Founded in late 2023 by former hyperscaler executives Ofer Shacham, Sha Rabii and Masumi Reynders, Majestic Labs has just come out of stealth with $100 million in funding. The company’s goal?
“We are starting from the memory, making it a first class citizen,” Shacham told Fierce of its plan to build a new class of advanced server architecture. In other words, Majestic Labs is building new signaling, silicon, hardware designs and software compiler toolchains from the ground up. All with the goal of building a big enough memory pipeline to feed AI’s growing appetite.
We’ve talked about the memory wall before. But as a quick recap, a lack of memory capacity and bandwidth is hindering AI performance. That’s because in addition to pure processing power (ahem, GPUs), AI needs to access data. It does that through memory, but as things stand today, there’s not nearly enough of it. This, of course, isn’t something the industry likes to talk much about.
There are a few ways to tackle the memory problem. You could, in theory, just continue scaling across more and more GPU servers until you have enough memory for the task in question. But that would be very expensive and leave you with a lot of idle GPU power. You could use high-bandwidth memory chips, but these are currently in short supply and cost a pretty penny.
CPUs also tend to have more memory than GPUs. So, you could also try virtualizing the memory in your CPUs to create a sort of memory pool that is accessible and dynamically allocated to your GPUs. Both Nvidia and a company called Kove:SDM have solutions along these lines.
But Shacham argued the problem with this approach is that slows your average memory access because making the leap beyond memory local to the GPU takes time. Distance equals time and all that. Put another way “You have really fast access to a tiny sliver of your memory [on the GPU] and really slow access to the majority of your memory [in the CPU pool].”
For the record, Kove:SDM claims to have solved this issue, stating in a presentation at this year’s Red Hat Summit that it can serve pooled memory up to 150 meters or farther away with the same or better latency than local memory. The result is an increase in server utilization resulting in increased efficiency, a reduction in the number of servers needed and, in turn, less power consumption.

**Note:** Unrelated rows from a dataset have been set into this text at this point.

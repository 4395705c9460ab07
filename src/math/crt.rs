//! CRT (Chinese Remainder Theorem) helpers for RNS modulus chains.
//!
//! `mod_inverse` is ported and adapted from Google InsPIRe reference code
//! (private-membership/research/InsPIRe, commit 89f04516c4b8b48b8e65e50d25b37256e04096ad)
//! under the Apache-2.0 license.

use super::modular::ModQ;

/// Compute a modular inverse using the extended Euclidean algorithm.
///
/// Returns `x` such that `(a * x) % modulus == 1`, or `None` when `a` is not
/// invertible.
pub fn mod_inverse(a: u64, modulus: u64) -> Option<u64> {
    let mut t: i128 = 0;
    let mut new_t: i128 = 1;
    let mut r: i128 = modulus as i128;
    let mut new_r: i128 = (a % modulus) as i128;

    while new_r != 0 {
        let quotient = r / new_r;
        let tmp_t = t - quotient * new_t;
        t = new_t;
        new_t = tmp_t;

        let tmp_r = r - quotient * new_r;
        r = new_r;
        new_r = tmp_r;
    }

    if r != 1 {
        return None;
    }

    if t < 0 {
        t += modulus as i128;
    }
    Some(t as u64)
}

/// Total bit length of a modulus chain, log2(q_0 * ... * q_k).
pub fn chain_bits(moduli: &[u64]) -> f64 {
    moduli.iter().map(|&q| (q as f64).log2()).sum()
}

/// Balanced mixed-radix (Garner) reconstruction over a prime chain.
///
/// Every integer x in (-Q/2, Q/2], Q = q_0···q_{k-1}, has a unique expansion
/// x = Σ d_i · q_0···q_{i-1} with centered digits |d_i| <= (q_i - 1)/2. The
/// digits are computed exactly in u64 arithmetic; only the final weighted sum
/// is accumulated in f64, so small values come back exact and large ones keep
/// full relative precision.
#[derive(Debug, Clone)]
pub struct CrtBasis {
    moduli: Vec<u64>,
    /// radix[i][k] = q_0···q_{k-1} mod q_i, for k < i
    radix: Vec<Vec<u64>>,
    /// (q_0···q_{i-1})^{-1} mod q_i
    radix_inv: Vec<u64>,
    /// q_0···q_{i-1} as f64
    weights: Vec<f64>,
}

impl CrtBasis {
    /// Precompute the basis. `None` when two moduli share a factor.
    pub fn new(moduli: &[u64]) -> Option<Self> {
        let mut radix = Vec::with_capacity(moduli.len());
        let mut radix_inv = Vec::with_capacity(moduli.len());
        let mut weights = Vec::with_capacity(moduli.len());
        let mut weight = 1.0f64;

        for (i, &q) in moduli.iter().enumerate() {
            let mut row = Vec::with_capacity(i);
            let mut prod = 1 % q;
            for &p in &moduli[..i] {
                row.push(prod);
                prod = ModQ::mul(prod, p % q, q);
            }
            radix_inv.push(mod_inverse(prod, q)?);
            radix.push(row);
            weights.push(weight);
            weight *= q as f64;
        }

        Some(Self {
            moduli: moduli.to_vec(),
            radix,
            radix_inv,
            weights,
        })
    }

    pub fn moduli(&self) -> &[u64] {
        &self.moduli
    }

    /// Centered integer with the given residues, one per modulus.
    pub fn lift_centered(&self, residues: &[u64]) -> f64 {
        debug_assert_eq!(residues.len(), self.moduli.len());
        let mut digits: Vec<i64> = Vec::with_capacity(self.moduli.len());
        let mut value = 0.0f64;

        for (i, (&q, &x)) in self.moduli.iter().zip(residues).enumerate() {
            let partial = digits
                .iter()
                .zip(&self.radix[i])
                .fold(0u64, |acc, (&d, &r)| {
                    ModQ::add(acc, ModQ::mul(ModQ::from_signed(d, q), r, q), q)
                });
            let digit = ModQ::mul(ModQ::sub(x % q, partial, q), self.radix_inv[i], q);
            let d = ModQ::to_signed(digit, q);
            if d != 0 {
                value += d as f64 * self.weights[i];
            }
            digits.push(d);
        }
        value
    }
}

#[cfg(test)]
mod tests {
    use super::*;
    use crate::math::modular::DEFAULT_Q;

    const CHAIN: [u64; 4] = [
        288230376150876161,
        1099511480321,
        1099510890497,
        1099510824961,
    ];

    fn residues(x: i128, moduli: &[u64]) -> Vec<u64> {
        moduli
            .iter()
            .map(|&q| x.rem_euclid(q as i128) as u64)
            .collect()
    }

    #[test]
    fn test_mod_inverse() {
        let q = DEFAULT_Q;
        for a in [2u64, 3, 65537, 1099511480321] {
            let inv = mod_inverse(a, q).unwrap();
            assert_eq!(ModQ::mul(a, inv, q), 1);
        }
    }

    #[test]
    fn test_mod_inverse_not_invertible() {
        assert_eq!(mod_inverse(6, 9), None);
        assert_eq!(mod_inverse(0, 7), None);
    }

    #[test]
    fn test_chain_bits() {
        let bits = chain_bits(&[DEFAULT_Q]);
        assert!((bits - 60.0).abs() < 1e-6);
    }

    #[test]
    fn test_lift_small_values_exact() {
        let basis = CrtBasis::new(&CHAIN).unwrap();
        for x in [0i128, 1, -1, 65537, -123_456_789, (1 << 52) - 3] {
            assert_eq!(basis.lift_centered(&residues(x, &CHAIN)), x as f64);
        }
    }

    #[test]
    fn test_lift_beyond_base_prime() {
        let basis = CrtBasis::new(&CHAIN[..3]).unwrap();
        for x in [(1i128 << 90) + 12345, -(1i128 << 100) - 7, 180_000i128 << 40] {
            let lifted = basis.lift_centered(&residues(x, &CHAIN[..3]));
            let rel = (lifted - x as f64).abs() / (x as f64).abs();
            assert!(rel < 1e-12, "{} lifted as {}", x, lifted);
        }
    }

    #[test]
    fn test_lift_single_prime_is_centered() {
        let basis = CrtBasis::new(&[DEFAULT_Q]).unwrap();
        assert_eq!(basis.lift_centered(&[DEFAULT_Q - 5]), -5.0);
        assert_eq!(basis.lift_centered(&[42]), 42.0);
    }

    #[test]
    fn test_basis_rejects_shared_factor() {
        assert!(CrtBasis::new(&[15, 35]).is_none());
    }
}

Majestic is seeking the same ends – that is, greater efficiency, reduced power consumption and better compute ROI – through its own means.
Shacham said the startup is already “deep in development” on its new designs. On the software front, he said it has already shown it can compile any AI model in Hugging Face onto its architecture without modifications. It’s also bustling along with new silicon designs for both processing and memory aggregation and drafting server designs to house it all.
The next 18 months will be key for the company, he added. “We are intending to have our lead customers get their first systems in 2027, which is about 18 months from now, and more general availability after that,” he concluded. “So what’s going to happen in those months is just working day and night to make that happen.”